The largest ever flying bird, Argentavis, was a giant predator, as big as a light aircraft. But how did such a giant take to the skies and stay there?

Six million years ago, the skies of Argentina were home to fearsome predator – Argentavis magnificens, the largest bird to ever take to the air. It weighed in at 70kg and had a wingspan of 7m, about the same size as a Cessna 152 light aircraft.

Argentavis was a member of an extinct group of predatory birds understandably called the teratorns – ‘monster birds’. They are related to storks and New World vultures such as turkey vultures and condors. But Argentavis completely dwarfed even the massive Andean condor, weighing six times more and with a wingspan over twice as long (in the picture below, its silhouette is placed next to a bald eagle for scale).

There is no question that Argentavis flew.
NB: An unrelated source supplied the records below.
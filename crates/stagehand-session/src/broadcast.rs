//! Fan-out of server messages to many sessions.
//!
//! Every recipient gets its own rendering of the message (its
//! [`ClientContext`](stagehand_protocol::ClientContext) may change the
//! payload) and every enqueue is non-blocking: a full queue drops the frame
//! for that recipient only.

use std::sync::Arc;

use stagehand_protocol::{Batch, CharId, Packet, encode};

use crate::SessionHandle;

/// Sends `packet` to every recipient except `exclude`.
///
/// Returns how many recipients accepted the frame.
pub fn fan_out<'a, P>(
    recipients: impl IntoIterator<Item = &'a Arc<SessionHandle>>,
    packet: &P,
    exclude: Option<CharId>,
) -> usize
where
    P: Packet + ?Sized,
{
    recipients
        .into_iter()
        .filter(|session| Some(session.char_id()) != exclude)
        .filter(|session| session.try_send(encode(packet, session.context())))
        .count()
}

/// Sends `packets` as one terminated batch to every recipient except
/// `exclude`. An empty `packets` slice sends nothing.
///
/// Returns how many recipients accepted the batch.
pub fn fan_out_batch<'a>(
    recipients: impl IntoIterator<Item = &'a Arc<SessionHandle>>,
    packets: &[&dyn Packet],
    exclude: Option<CharId>,
) -> usize {
    if packets.is_empty() {
        return 0;
    }
    recipients
        .into_iter()
        .filter(|session| Some(session.char_id()) != exclude)
        .filter(|session| {
            let mut batch = Batch::new();
            for packet in packets {
                batch.push(*packet, session.context());
            }
            batch.finish().is_some_and(|frame| session.try_send(frame))
        })
        .count()
}

#[cfg(test)]
mod tests {
    use bytes::Bytes;
    use stagehand_protocol::{ClientContext, DeleteObject, ObjectId, StageDestruct};
    use tokio::sync::mpsc;

    use super::*;
    use crate::{SessionConfig, SessionId};

    fn session(id: u32, capacity: usize) -> (Arc<SessionHandle>, mpsc::Receiver<Bytes>) {
        SessionHandle::channel(
            SessionId(u64::from(id)),
            CharId(id),
            ClientContext::default(),
            &SessionConfig {
                outbound_queue_capacity: capacity,
            },
        )
    }

    #[test]
    fn test_fan_out_skips_excluded_recipient() {
        let (a, mut rx_a) = session(1, 4);
        let (b, mut rx_b) = session(2, 4);

        let delivered = fan_out([&a, &b], &StageDestruct, Some(CharId(1)));

        assert_eq!(delivered, 1);
        assert!(rx_a.try_recv().is_err());
        assert_eq!(&rx_b.try_recv().unwrap()[..], &[0x00, 0x21]);
    }

    #[test]
    fn test_fan_out_full_recipient_does_not_block_others() {
        let (slow, _rx_slow) = session(1, 1);
        let (fast, mut rx_fast) = session(2, 4);
        assert!(slow.try_send(Bytes::from_static(b"filler")));

        let delivered = fan_out([&slow, &fast], &StageDestruct, None);

        assert_eq!(delivered, 1);
        assert!(rx_fast.try_recv().is_ok());
    }

    #[test]
    fn test_fan_out_batch_terminates_with_end() {
        let (a, mut rx) = session(1, 4);
        let first = DeleteObject {
            object_id: ObjectId::from_slot(1),
        };
        let second = DeleteObject {
            object_id: ObjectId::from_slot(2),
        };

        fan_out_batch([&a], &[&first, &second], None);

        let frame = rx.try_recv().unwrap();
        assert_eq!(frame.len(), 6 + 6 + 2);
        assert_eq!(&frame[frame.len() - 2..], &[0x00, 0x10]);
    }

    #[test]
    fn test_fan_out_batch_empty_sends_nothing() {
        let (a, mut rx) = session(1, 4);

        assert_eq!(fan_out_batch([&a], &[], None), 0);
        assert!(rx.try_recv().is_err());
    }
}
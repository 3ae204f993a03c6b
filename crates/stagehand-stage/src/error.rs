//! Error types for the stage layer.

use stagehand_protocol::{BinaryKey, CharId, ObjectId, StageId};

/// Errors that can occur during stage and registry operations.
///
/// All of these are recoverable: the request that caused one is answered
/// with a failure acknowledgment and the connection stays up.
#[derive(Debug, thiserror::Error)]
pub enum StageError {
    /// `create` for an identifier that is already registered.
    #[error("stage {0} already exists")]
    AlreadyExists(StageId),

    /// The stage is not in the registry.
    #[error("stage {0} not found")]
    StageNotFound(StageId),

    /// The stage was removed from the registry; it can't be joined any
    /// more.
    #[error("stage {0} is closed")]
    Closed(StageId),

    /// The supplied password doesn't match the stage's.
    #[error("wrong password for stage {0}")]
    WrongPassword(StageId),

    /// Every reservation slot is taken.
    #[error("stage {0} is full")]
    Full(StageId),

    /// All object IDs of the stage are in use.
    #[error("no free object ids in stage {0}")]
    AllocatorExhausted(StageId),

    /// No binary has been published under this key.
    #[error("no binary {key} in stage {stage}")]
    NotFound {
        /// Stage that was queried.
        stage: StageId,
        /// Key that was queried.
        key: BinaryKey,
    },

    /// No live object has this identifier.
    #[error("object {0} not found")]
    ObjectNotFound(ObjectId),

    /// Only a character holding a reservation may change the password.
    #[error("{0} is not a host of this stage")]
    NotHost(CharId),

    /// The waiting session disconnected.
    #[error("wait cancelled")]
    Cancelled,
}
It has all the characteristics of modern flyers including light, hollow bones and strong, sturdy wings. It’s how it flew that palaeontologists have puzzled over, given its massive size in relation to modern birds.

Take-off

For a start, how did it get its large bulk off the ground in the first place? The heaviest living flier, the Great Kori Bustard, is over three times lighter than Argentavis, and even it can only take off after arduously ‘taxiing’ like a airplane.

Sankar Chatterjee from the Museum of Texas Tech University decided to model the giant’s flying style by running simulations with known fossils. He found that Argentavis simply couldn’t have generated enough lift from a running-take-off.
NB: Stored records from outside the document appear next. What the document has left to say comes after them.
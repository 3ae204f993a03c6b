//! The per-connection stage state machine.
//!
//! A connection is either unattached or inside exactly one stage, and may
//! additionally hold a reservation in one stage (usually a quest it is
//! about to start). [`StageSession`] owns those references and performs
//! every transition:
//!
//! ```text
//! Unattached ──enter/move──▶ InStage(a) ──enter/move/back──▶ InStage(b)
//!                                 │
//!                              depart
//!                                 ▼
//!                             Unattached
//! ```
//!
//! A transfer always runs in this order: leave the current stage, join
//! the target, send `CleanupObject`, introduce peers (hub entry only),
//! acknowledge, replay live objects. The client relies on the cleanup
//! arriving before the acknowledgment and the replay after it.

use std::sync::Arc;

use stagehand_protocol::{
    Ack, AckHandle, Batch, CharId, CleanupObject, DeleteUser, DuplicateObject, InsertUser,
    NotifyUserBinary, StageDestruct, StageId,
};
use stagehand_session::{FIRST_USER_BINARY, LAST_USER_BINARY, MoveStack, SessionHandle, broadcast};
use stagehand_stage::{Reservation, Stage};
use stagehand_store::CharacterStore;

use crate::{ServerContext, StagehandError};

/// Stage-related state of one logged-in connection.
#[derive(Debug)]
pub struct StageSession {
    handle: Arc<SessionHandle>,
    current: Option<Arc<Stage>>,
    reservation: Option<Arc<Stage>>,
    /// Stage holding this character's reservation slot. Outlives
    /// `reservation`, which entering a stage forgets while the slot stays.
    slot: Option<Arc<Stage>>,
    staged_password: Option<String>,
    move_stack: MoveStack,
}

impl StageSession {
    /// Creates an unattached session.
    pub fn new(handle: Arc<SessionHandle>) -> Self {
        Self {
            handle,
            current: None,
            reservation: None,
            slot: None,
            staged_password: None,
            move_stack: MoveStack::new(),
        }
    }

    pub fn handle(&self) -> &Arc<SessionHandle> {
        &self.handle
    }

    pub fn char_id(&self) -> CharId {
        self.handle.char_id()
    }

    /// The stage this session is inside, if any.
    pub fn current(&self) -> Option<&Arc<Stage>> {
        self.current.as_ref()
    }

    /// Identifier of the current stage, if any.
    pub fn current_id(&self) -> Option<&StageId> {
        self.current.as_ref().map(|stage| stage.id())
    }

    /// The stage this session holds a reservation in, if any.
    pub fn reservation(&self) -> Option<&Arc<Stage>> {
        self.reservation.as_ref()
    }

    pub fn move_stack(&self) -> &MoveStack {
        &self.move_stack
    }

    /// Queues an acknowledgment for this session's own request.
    pub async fn reply(&self, ack: Ack) -> Result<(), StagehandError> {
        self.handle.send_packet(&ack).await?;
        Ok(())
    }

    // -- Navigation -------------------------------------------------------

    /// Enters `target`, remembering the current stage for `back`.
    ///
    /// Entering the hub also sends the mover an introduction of every
    /// other character whose user binaries are complete. Those characters
    /// are *not* told about the mover here; they learn of it when its
    /// binaries complete.
    pub async fn enter<S: CharacterStore>(
        &mut self,
        ctx: &ServerContext<S>,
        ack: AckHandle,
        target: StageId,
    ) -> Result<(), StagehandError> {
        self.push_current();
        self.reservation = None;
        let introduce = ctx.registry().config().is_hub(&target);
        self.transfer(ctx, ack, target, introduce).await
    }

    /// Moves to `target`, remembering the current stage for `back`.
    ///
    /// Unlike `enter`, the held reservation is kept, so a host that moved
    /// into its reserved quest can still unlock it.
    pub async fn move_to<S: CharacterStore>(
        &mut self,
        ctx: &ServerContext<S>,
        ack: AckHandle,
        target: StageId,
    ) -> Result<(), StagehandError> {
        self.push_current();
        self.transfer(ctx, ack, target, false).await
    }

    /// Returns to the stage before the last enter or move.
    ///
    /// An empty history is answered with a failure acknowledgment and
    /// leaves the session where it is.
    pub async fn back<S: CharacterStore>(
        &mut self,
        ctx: &ServerContext<S>,
        ack: AckHandle,
    ) -> Result<(), StagehandError> {
        let target = match self.move_stack.pop() {
            Ok(target) => target,
            Err(err) => {
                tracing::debug!(char_id = %self.char_id(), %err, "back stage refused");
                return self.reply(Ack::simple_fail(ack)).await;
            }
        };
        self.transfer(ctx, ack, target, false).await
    }

    fn push_current(&mut self) {
        if let Some(current) = &self.current {
            self.move_stack.push(current.id().clone());
        }
    }

    async fn transfer<S: CharacterStore>(
        &mut self,
        ctx: &ServerContext<S>,
        ack: AckHandle,
        target: StageId,
        introduce: bool,
    ) -> Result<(), StagehandError> {
        let char_id = self.char_id();

        // Re-entering the current stage keeps the membership (and the
        // objects) instead of leaving first.
        if let Some(previous) = self.current.take() {
            if previous.id() != &target {
                previous.leave(char_id, ctx.registry()).await;
            }
        }

        let stage = ctx
            .registry()
            .join_or_create(&target, Arc::clone(&self.handle))
            .await;
        self.current = Some(Arc::clone(&stage));
        tracing::debug!(%char_id, stage_id = %target, "stage transfer");

        self.handle.send_packet(&CleanupObject).await?;
        if introduce {
            self.introduce_peers(ctx).await?;
        }
        self.reply(Ack::simple_success(ack)).await?;
        self.replay_objects(&stage).await
    }

    async fn introduce_peers<S: CharacterStore>(
        &self,
        ctx: &ServerContext<S>,
    ) -> Result<(), StagehandError> {
        let peers = ctx.directory().ready_peers(self.char_id()).await;
        let client = self.handle.context();

        let mut batch = Batch::new();
        for peer in &peers {
            let char_id = peer.char_id();
            batch.push(&InsertUser { char_id }, client);
            for kind in FIRST_USER_BINARY..=LAST_USER_BINARY {
                batch.push(&NotifyUserBinary { char_id, kind }, client);
            }
        }
        if let Some(frame) = batch.finish() {
            self.handle.send(frame).await?;
        }
        Ok(())
    }

    async fn replay_objects(&self, stage: &Stage) -> Result<(), StagehandError> {
        let client = self.handle.context();
        let mut batch = Batch::new();
        for object in stage.objects().await {
            let packet = DuplicateObject {
                object_id: object.id,
                position: object.position,
                owner: object.owner,
            };
            batch.push(&packet, client);
        }
        if let Some(frame) = batch.finish() {
            self.handle.send(frame).await?;
        }
        Ok(())
    }

    // -- Reservations -----------------------------------------------------

    /// Reserves a slot in `stage_id` (or updates the ready flag of the slot
    /// already held there) using the staged password.
    pub async fn reserve<S: CharacterStore>(
        &mut self,
        ctx: &ServerContext<S>,
        ack: AckHandle,
        stage_id: StageId,
        ready: u8,
    ) -> Result<(), StagehandError> {
        let char_id = self.char_id();
        let stage = match ctx.registry().get(&stage_id).await {
            Ok(stage) => stage,
            Err(err) => {
                tracing::warn!(%char_id, %err, "reserve failed");
                return self.reply(Ack::simple_fail(ack)).await;
            }
        };

        match stage
            .reserve(char_id, self.staged_password.as_deref(), ready)
            .await
        {
            Ok(Reservation::Created) => {
                tracing::debug!(%char_id, %stage_id, "reservation created");
                self.hold(ctx, stage).await;
                self.reply(Ack::simple_success(ack)).await
            }
            Ok(Reservation::Updated { ready }) => {
                tracing::debug!(%char_id, %stage_id, ready, "reservation updated");
                self.hold(ctx, stage).await;
                self.reply(Ack::simple_success(ack)).await
            }
            Err(err) => {
                tracing::debug!(%char_id, %err, "reserve refused");
                self.reply(Ack::simple_fail(ack)).await
            }
        }
    }

    /// Records `stage` as the held reservation, releasing a slot held in
    /// any other stage.
    async fn hold<S: CharacterStore>(&mut self, ctx: &ServerContext<S>, stage: Arc<Stage>) {
        self.reservation = Some(Arc::clone(&stage));
        if let Some(previous) = self.slot.replace(Arc::clone(&stage)) {
            if !Arc::ptr_eq(&previous, &stage) {
                self.release(ctx, &previous).await;
            }
        }
    }

    /// Gives up the held reservation, if any.
    pub async fn unreserve<S: CharacterStore>(&mut self, ctx: &ServerContext<S>) {
        if let Some(stage) = self.reservation.take() {
            self.forget_slot(&stage);
            self.release(ctx, &stage).await;
        }
    }

    fn forget_slot(&mut self, stage: &Arc<Stage>) {
        if self.slot.as_ref().is_some_and(|slot| Arc::ptr_eq(slot, stage)) {
            self.slot = None;
        }
    }

    async fn release<S: CharacterStore>(&self, ctx: &ServerContext<S>, stage: &Stage) {
        if stage.unreserve(self.char_id()).await {
            tracing::debug!(char_id = %self.char_id(), stage_id = %stage.id(), "reservation released");
            ctx.registry().remove_if_vacant(stage.id()).await;
        }
    }

    /// Sets the password of the reserved stage if this session holds a
    /// reservation there; otherwise stages it for the next `reserve`.
    pub async fn set_stage_pass(&mut self, password: String) {
        match &self.reservation {
            Some(stage) => {
                if let Err(err) = stage.set_password(self.char_id(), &password).await {
                    tracing::debug!(char_id = %self.char_id(), %err, "stage password unchanged");
                }
            }
            None => self.staged_password = (!password.is_empty()).then_some(password),
        }
    }

    /// Tears down the reserved stage: everyone holding a slot there who
    /// has not joined yet is told it is gone, then it is removed from the
    /// registry whoever is inside.
    pub async fn unlock<S: CharacterStore>(&mut self, ctx: &ServerContext<S>) {
        let Some(stage) = self.reservation.take() else {
            tracing::debug!(char_id = %self.char_id(), "unlock without a reservation");
            return;
        };
        self.forget_slot(&stage);

        let mut recipients = Vec::new();
        for char_id in stage.reserved_chars().await {
            if stage.is_member(char_id).await {
                continue;
            }
            if let Some(session) = ctx.directory().find(char_id).await {
                recipients.push(session);
            }
        }
        let notified = broadcast::fan_out(&recipients, &StageDestruct, None);
        ctx.registry().remove(stage.id()).await;
        tracing::info!(char_id = %self.char_id(), stage_id = %stage.id(), notified, "stage unlocked");
    }

    // -- Departure --------------------------------------------------------

    /// Cleans up after a disconnect.
    ///
    /// Cancels any wait the session is blocked in, leaves the current
    /// stage, releases the held reservation, and removes the character from
    /// the directory and the user binary table. Characters that had been
    /// announced are withdrawn from everyone's roster.
    pub async fn depart<S: CharacterStore>(&mut self, ctx: &ServerContext<S>) {
        let char_id = self.char_id();
        self.handle.disconnect();

        if let Some(stage) = self.current.take() {
            stage.leave(char_id, ctx.registry()).await;
        }
        self.unreserve(ctx).await;
        if let Some(stage) = self.slot.take() {
            self.release(ctx, &stage).await;
        }

        if ctx
            .directory()
            .unregister(char_id, self.handle.id())
            .await
            .is_some()
        {
            if self.handle.is_binaries_done() {
                ctx.directory().broadcast(&DeleteUser { char_id }, Some(char_id)).await;
            }
            ctx.user_binaries().remove_character(char_id).await;
        }
        tracing::info!(%char_id, session_id = %self.handle.id(), "session departed");
    }
}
It needed height to get airborne, but it could manage with surprisingly little. Even a gentle down-slope of 10° and a light headwind would have given it enough extra power to avoid an embarrassing crash. Albatrosses and hang-glider pilots use the same technique today.

In the air

Once in the air, the flapping flight that small birds use was out of the question for the giant predator. By studying its skeleton, Chatterjee estimated the maximum amount of power that its flight muscles could have generated. And while substantial, it was still 3.5 times less than the minimum amount of power needed to fly.

Instead, Chatterjee believes that Argentavis was a master glider. It was capable of soaring for great distances at a shallow angle of 3°, continually re-shaping its wings to control its glide.
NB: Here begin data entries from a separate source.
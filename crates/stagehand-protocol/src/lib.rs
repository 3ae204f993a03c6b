//! Wire protocol for Stagehand.
//!
//! This crate defines the binary "language" that clients and the server
//! speak:
//!
//! - **Types** ([`CharId`], [`StageId`], [`ObjectId`], [`BinaryKey`], etc.):
//!   the identifiers and values that travel on the wire.
//! - **Opcodes** ([`Opcode`]): the 2-byte tag in front of every message.
//! - **Packets** ([`Packet`] trait, [`Ack`], [`DuplicateObject`], etc.):
//!   server-to-client messages that render themselves per recipient.
//! - **Requests** ([`Request`]): decoded client-to-server messages.
//! - **Framing** ([`encode`], [`Batch`]): header writing and batch
//!   termination with [`Opcode::End`].
//! - **Errors** ([`ProtocolError`]): malformed or unexpected input.
//!
//! # Architecture
//!
//! The protocol layer sits between transport (raw bytes) and the stage and
//! session layers. It doesn't know about connections or stages; it only
//! knows how to turn bytes into requests and packets into bytes.
//!
//! ```text
//! Transport (bytes) → Protocol (Request / Packet) → Server (handlers)
//! ```

// ---------------------------------------------------------------------------
// Module declarations
// ---------------------------------------------------------------------------

mod context;
mod error;
pub mod frame;
mod opcode;
mod packet;
mod request;
mod types;

// ---------------------------------------------------------------------------
// Re-exports
// ---------------------------------------------------------------------------

pub use context::ClientContext;
pub use error::ProtocolError;
pub use frame::{Batch, encode};
pub use opcode::Opcode;
pub use packet::{
    Ack, AckBody, AckStatus, CleanupObject, DeleteObject, DeleteUser, DuplicateObject,
    InsertUser, NotifyUserBinary, Packet, PositionObject, StageDestruct,
};
pub use request::Request;
pub use types::{AckHandle, BinaryKey, CharId, ObjectId, Position, StageId};
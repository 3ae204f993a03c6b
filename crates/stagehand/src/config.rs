//! Server configuration.
//!
//! Every section has defaults, so an empty JSON object is a valid config
//! file and any subset of fields may be given.

use std::path::Path;
use std::time::Duration;

use serde::{Deserialize, Serialize};
use stagehand_session::SessionConfig;
use stagehand_stage::StageConfig;
use stagehand_store::StoreConfig;

use crate::StagehandError;

/// Top-level configuration for a [`StagehandServer`](crate::StagehandServer).
#[derive(Debug, Clone, Serialize, Deserialize)]
#[serde(default)]
pub struct ServerConfig {
    /// Address the WebSocket listener binds to.
    pub bind_addr: String,

    /// How long a new connection may take to send its `Login` request.
    pub login_timeout: Duration,

    /// Inbound frames buffered between a connection's reader and its
    /// request loop.
    pub inbound_queue_capacity: usize,

    pub stage: StageConfig,
    pub session: SessionConfig,
    pub store: StoreConfig,
}

impl Default for ServerConfig {
    fn default() -> Self {
        Self {
            bind_addr: "127.0.0.1:54001".to_string(),
            login_timeout: Duration::from_secs(5),
            inbound_queue_capacity: 16,
            stage: StageConfig::default(),
            session: SessionConfig::default(),
            store: StoreConfig::default(),
        }
    }
}

impl ServerConfig {
    /// Parses a JSON config.
    pub fn from_json(json: &str) -> Result<Self, StagehandError> {
        Ok(serde_json::from_str(json)?)
    }

    /// Reads and parses a JSON config file.
    pub fn load(path: impl AsRef<Path>) -> Result<Self, StagehandError> {
        let json = std::fs::read_to_string(path)?;
        Self::from_json(&json)
    }
}

#[cfg(test)]
mod tests {
    use super::*;

    #[test]
    fn test_from_json_empty_object_uses_defaults() {
        let config = ServerConfig::from_json("{}").unwrap();

        assert_eq!(config.bind_addr, "127.0.0.1:54001");
        assert_eq!(config.stage.default_capacity, 4);
        assert_eq!(config.stage.binary_poll_interval, Duration::from_secs(1));
        assert_eq!(config.session.outbound_queue_capacity, 64);
    }

    #[test]
    fn test_from_json_partial_sections_override_fields() {
        let json = r#"{
            "bind_addr": "0.0.0.0:9000",
            "stage": { "default_capacity": 8, "hub_stage_id": "sl1Ns999p0a0u0" },
            "session": { "outbound_queue_capacity": 4 }
        }"#;

        let config = ServerConfig::from_json(json).unwrap();

        assert_eq!(config.bind_addr, "0.0.0.0:9000");
        assert_eq!(config.stage.default_capacity, 8);
        assert_eq!(config.stage.hub_stage_id, "sl1Ns999p0a0u0");
        assert_eq!(config.stage.ephemeral_categories, vec!["Qs", "Ms", "Gs"]);
        assert_eq!(config.session.outbound_queue_capacity, 4);
    }

    #[test]
    fn test_from_json_wrong_type_fails() {
        let result = ServerConfig::from_json(r#"{ "bind_addr": 5 }"#);
        assert!(matches!(result, Err(StagehandError::ConfigParse(_))));
    }

    #[test]
    fn test_load_missing_file_fails() {
        let result = ServerConfig::load("/definitely/not/here/stagehand.json");
        assert!(matches!(result, Err(StagehandError::ConfigIo(_))));
    }
}
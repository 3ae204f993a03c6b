//! Error types for the session layer.

use stagehand_protocol::CharId;

/// Errors that can occur during session management.
#[derive(Debug, thiserror::Error)]
pub enum SessionError {
    /// The login token was rejected by the
    /// [`Authenticator`](crate::Authenticator).
    #[error("authentication failed: {0}")]
    AuthFailed(String),

    /// The character already has a live session. A character can only be
    /// logged in once.
    #[error("character {0} already has an active session")]
    AlreadyConnected(CharId),

    /// The session's outbound queue is gone; its writer task has exited.
    #[error("outbound queue closed for {0}")]
    Closed(CharId),

    /// `BackStage` with nothing to go back to.
    #[error("navigation stack is empty")]
    EmptyMoveStack,

    /// User binaries are indexed 1 through 3.
    #[error("user binary index {0} out of range")]
    InvalidBinaryIndex(u8),
}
Unlike flapping, the efficiency of gliding doesn’t change very much with size, if a bird sticks to the standard body plan. So despite its enormity, Argentavis sailed through the air with as much grace as much smaller species like the buzzard or white stork.

Like modern soarers, Chatterjee believes that Argentavis used two techniques. By flying along the Andean ridges, it stayed aloft using upwards air currents produced by wind deflected up the cliffs. The several fossils found at the Andean foothills support his idea.

Because of its efficient gliding, it could stay aloft using relatively slow drafts of wind. Chatterjee calculated its top speed at about 70 km/h, allowing it scan vast tracts of land for prey. It’s a very energy-efficient style and today, eagles and vultures use it to great effect, sometimes covering hundreds of miles without a single wing flap.

Hot air

When the bird switched from the mountains to the wide, open spaces of the pampas, it switched to a different method – thermal soaring, where rising columns of hot air provided it with lift.

Popcorn-like cumulus clouds betray the location of thermals, and by circling around one, Argentavis could have risen through the air, giving itself enough height to soar to the next thermal. Despite its large size, Chatterjee calculated that Argentavis was manoeuvrable enough to manage the tight circular turns needed to stay within a thermal column.

Even with this reliance of thermals, Argentavis was pushing the limits of even gliding flight. Any heavier and it would have exceeded the maximum weight for safe gliding. So why are there no equally sized giants today?

Chatterjee thinks that the late Miocene’s climate provided the answer. Six million years ago, Argentina was much hotter and drier than it is today – just the weather needed for generating the powerful thermals needed to lift such a large bird.

Argentavis was beautifully adapted to take advantage of this large, open habitat, where it could travel across large distances in search of prey. And unlike modern condors, it was no mere scavengers. Its skull was as long as my forearm and ended in a formidable hooked beak – it was an active hunter, possibly taking prey on the wing. .

Reference: Chatterjee, Templin & Campbell. The aerodynamics of Argentavis, the world’s largest flying bird from the Miocene of Argentina. PNAS doi.10.1073/pnas.0702040104.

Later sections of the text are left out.